Wildfires in the Saxon Switzerland, Germany 2022. Photo: André Künzelmann/UFZ

Department of Compound Environmental Risks (CER)

Extreme events such as floods, droughts, or wildfires often result from the interaction of multiple reinforcing factors. However, the assessment of extreme event risks, as traditionally practiced, rarely takes this mechanism into account. It would, therefore, greatly benefit from the identification of these factors, modeling their dependencies, and quantifying their contributions to the extreme event. Complex feedback loops within the Earth system, as well as among various societal influencing factors (e.g., land use, water management), make this a challenging task. The availability of unprecedented volumes of Earth observation data and process models combined with modern statistical and machine learning approaches offer new research opportunities for this purpose.

The scientists at the Department of CER assess the risk of compound events, such as concurrent drought-heat events, wind and precipitation extremes, widespread flooding, or successive drought periods, under current and possible future climate conditions. To better understand events with significant impacts, we identify and quantify the factors that favor their occurrence. Furthermore, we investigate the interactions between physical and socio-economic factors.
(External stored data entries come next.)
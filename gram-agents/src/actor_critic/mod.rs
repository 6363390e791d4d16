//! Actor-critic with a context encoder, an adaptation module and a privileged critic.
//!
//! The actor is conditioned on the observation and a latent. The latent comes either from the
//! context encoder applied to the ground-truth context (robust path) or from the adaptation
//! module applied to the observation/action history (adaptive path). Which sub-networks exist
//! and which auxiliary losses are active is decided by the [`AlgorithmKind`].

mod builder;

pub use builder::{ActorCriticBuilder, ActorCriticConfig, ActorCriticDims, StdType};

use crate::{
    algorithm::AlgorithmKind,
    policy::{ActionSample, PolicyEvaluation, PolicyInput, TrainablePolicy},
    ppo::losses::mse,
};
use candle_core::{Device, Tensor};
use candle_nn::{Module, VarMap};
use gram_core::{
    GramError, Result,
    nn::{DiagGaussian, Mlp, OptimizerWithMaxGrad},
};

const MIN_LOG_STD: f32 = -5.;
const MAX_LOG_STD: f32 = 2.;

/// Where the actor's latent comes from.
#[derive(Debug, Clone, Copy, PartialEq, Eq)]
pub enum LatentSource {
    Context,
    Adaptation,
}

#[derive(Debug)]
pub(crate) enum StdHead {
    StateIndependent(Tensor),
    StateDependent { head: Mlp, offset: f32 },
}

pub struct ActorCritic {
    algorithm: AlgorithmKind,
    dims: ActorCriticDims,
    context_encoder: Option<Mlp>,
    adaptation_module: Option<Mlp>,
    actor: Mlp,
    adaptive_actor: Option<Mlp>,
    critic: Mlp,
    std_head: StdHead,
    latent_source: LatentSource,
    policy_varmap: VarMap,
    adaptation_varmap: VarMap,
    optimizer: OptimizerWithMaxGrad,
    adaptation_optimizer: Option<OptimizerWithMaxGrad>,
    device: Device,
}

impl std::fmt::Debug for ActorCritic {
    fn fmt(&self, f: &mut std::fmt::Formatter<'_>) -> std::fmt::Result {
        f.debug_struct("ActorCritic")
            .field("algorithm", &self.algorithm)
            .field("dims", &self.dims)
            .field("latent_source", &self.latent_source)
            .field("has_adaptation_module", &self.adaptation_module.is_some())
            .field("optimizer", &self.optimizer)
            .field("device", &self.device)
            .finish()
    }
}

fn required<'a>(tensor: &'a Option<Tensor>, what: &str) -> Result<&'a Tensor> {
    tensor
        .as_ref()
        .ok_or_else(|| GramError::Config(format!("policy input is missing {what}")))
}

impl ActorCritic {
    pub fn algorithm(&self) -> AlgorithmKind {
        self.algorithm
    }

    pub fn dims(&self) -> ActorCriticDims {
        self.dims
    }

    pub fn device(&self) -> &Device {
        &self.device
    }

    pub fn has_adaptation_module(&self) -> bool {
        self.adaptation_module.is_some()
    }

    pub fn latent_source(&self) -> LatentSource {
        self.latent_source
    }

    pub fn set_latent_source(&mut self, source: LatentSource) -> Result<()> {
        if source == LatentSource::Adaptation && self.adaptation_module.is_none() {
            return Err(GramError::Config(format!(
                "{} has no adaptation module",
                self.algorithm
            )));
        }
        self.latent_source = source;
        Ok(())
    }

    /// The path used at deployment: adaptive when an adaptation module exists, robust otherwise.
    pub fn deployment_source(&self) -> LatentSource {
        if self.adaptation_module.is_some() {
            LatentSource::Adaptation
        } else {
            LatentSource::Context
        }
    }

    pub fn policy_varmap(&self) -> &VarMap {
        &self.policy_varmap
    }

    pub fn policy_varmap_mut(&mut self) -> &mut VarMap {
        &mut self.policy_varmap
    }

    pub fn adaptation_varmap(&self) -> &VarMap {
        &self.adaptation_varmap
    }

    pub fn adaptation_varmap_mut(&mut self) -> &mut VarMap {
        &mut self.adaptation_varmap
    }

    fn context_latent(&self, input: &PolicyInput) -> Result<Option<Tensor>> {
        let Some(encoder) = &self.context_encoder else {
            return Ok(None);
        };
        let contexts = required(&input.contexts, "contexts")?;
        Ok(Some(encoder.forward(contexts)?))
    }

    fn adaptation_latent(&self, input: &PolicyInput) -> Result<Option<Tensor>> {
        let Some(adaptation_module) = &self.adaptation_module else {
            return Ok(None);
        };
        let histories = required(&input.histories, "histories")?;
        Ok(Some(adaptation_module.forward(histories)?))
    }

    fn actor_input(&self, observations: &Tensor, latent: Option<Tensor>) -> Result<Tensor> {
        match latent {
            Some(latent) => Ok(Tensor::cat(&[observations, &latent], 1)?),
            None => Ok(observations.clone()),
        }
    }

    fn distribution_for(&self, input: &PolicyInput, source: LatentSource) -> Result<DiagGaussian> {
        let (latent, actor) = match source {
            LatentSource::Context => (self.context_latent(input)?, &self.actor),
            LatentSource::Adaptation => (
                self.adaptation_latent(input)?,
                self.adaptive_actor.as_ref().unwrap_or(&self.actor),
            ),
        };
        let actor_input = self.actor_input(&input.observations, latent)?;
        let mean = actor.forward(&actor_input)?;
        let log_std = match &self.std_head {
            StdHead::StateIndependent(log_std) => log_std.clone(),
            StdHead::StateDependent { head, offset } => head
                .forward(&actor_input)?
                .affine(1., *offset as f64)?
                .clamp(MIN_LOG_STD, MAX_LOG_STD)?,
        };
        Ok(DiagGaussian::new(mean, &log_std)?)
    }

    pub fn distribution(&self, input: &PolicyInput) -> Result<DiagGaussian> {
        self.distribution_for(input, self.latent_source)
    }

    /// Deterministic action: the mean of the current path's distribution.
    pub fn act_inference(&self, input: &PolicyInput) -> Result<Tensor> {
        Ok(self.distribution(input)?.mean().detach())
    }

    /// Regression of the adaptation latent onto the (detached) context encoder latent.
    pub fn adaptation_loss(&self, input: &PolicyInput) -> Result<Tensor> {
        let (Some(target), Some(predicted)) =
            (self.context_latent(input)?, self.adaptation_latent(input)?)
        else {
            return Err(GramError::Config(format!(
                "{} has no adaptation module",
                self.algorithm
            )));
        };
        mse(&predicted, &target.detach())
    }

    /// Pulls the adaptive path's action mean towards the (detached) robust path's.
    fn consistency_loss(&self, input: &PolicyInput) -> Result<Tensor> {
        let robust = self.distribution_for(input, LatentSource::Context)?;
        let adaptive = self.distribution_for(input, LatentSource::Adaptation)?;
        mse(adaptive.mean(), &robust.mean().detach())
    }

    pub fn update_adaptation(&mut self, loss: &Tensor) -> Result<()> {
        let Some(optimizer) = self.adaptation_optimizer.as_mut() else {
            return Err(GramError::Config(format!(
                "{} has no adaptation module",
                self.algorithm
            )));
        };
        Ok(optimizer.backward_step(loss)?)
    }
}

impl TrainablePolicy for ActorCritic {
    fn act(&self, input: &PolicyInput) -> Result<ActionSample> {
        let distribution = self.distribution(input)?;
        let actions = distribution.sample()?;
        let log_probs = distribution.log_prob(&actions)?.detach();
        Ok(ActionSample {
            log_probs,
            means: distribution.mean().detach(),
            stds: distribution.std()?.detach(),
            values: self.values(input)?.detach(),
            actions,
        })
    }

    fn evaluate(&self, input: &PolicyInput, actions: &Tensor) -> Result<PolicyEvaluation> {
        let distribution = self.distribution(input)?;
        let adaptation_loss = self
            .algorithm
            .trains_adaptation_jointly()
            .then(|| self.adaptation_loss(input))
            .transpose()?;
        let consistency_loss = self
            .algorithm
            .consistency_regularized()
            .then(|| self.consistency_loss(input))
            .transpose()?;
        Ok(PolicyEvaluation {
            log_probs: distribution.log_prob(actions)?,
            entropy: distribution.entropy()?,
            values: self.values(input)?,
            distribution,
            adaptation_loss,
            consistency_loss,
        })
    }

    fn values(&self, input: &PolicyInput) -> Result<Tensor> {
        let contexts = required(&input.contexts, "contexts")?;
        let critic_input = Tensor::cat(&[&input.observations, contexts], 1)?;
        Ok(self.critic.forward(&critic_input)?.squeeze(1)?)
    }

    fn update(&mut self, loss: &Tensor) -> Result<()> {
        Ok(self.optimizer.backward_step(loss)?)
    }

    fn learning_rate(&self) -> f64 {
        self.optimizer.learning_rate()
    }

    fn set_learning_rate(&mut self, learning_rate: f64) {
        self.optimizer.set_learning_rate(learning_rate)
    }
}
Another research branch of our department focuses on worst-case scenarios and new types of compound events that could occur as a result of global warming and changes in the water cycle, threatening the resilience of natural and human systems.

In our department, expertise from various fields is combined, including climate science, hydrology, agricultural science, vegetation modeling, statistics, and machine learning. Using various data sources such as weather observations, real-time and remote sensing data, climate and climate impact models, we develop new conceptual and computational approaches. By building robust machine learning models and interpretable learning approaches, we complement insights obtained from process-based climate and climate impact models (e.g., hydrological models, forest models, crop models).

The methods we develop for identifying and quantifying reinforcing influencing factors in the occurrence of extreme events should be applicable in a variety of contexts and fields. Ultimately, our goal is to improve the assessment of climate risks today and in the future.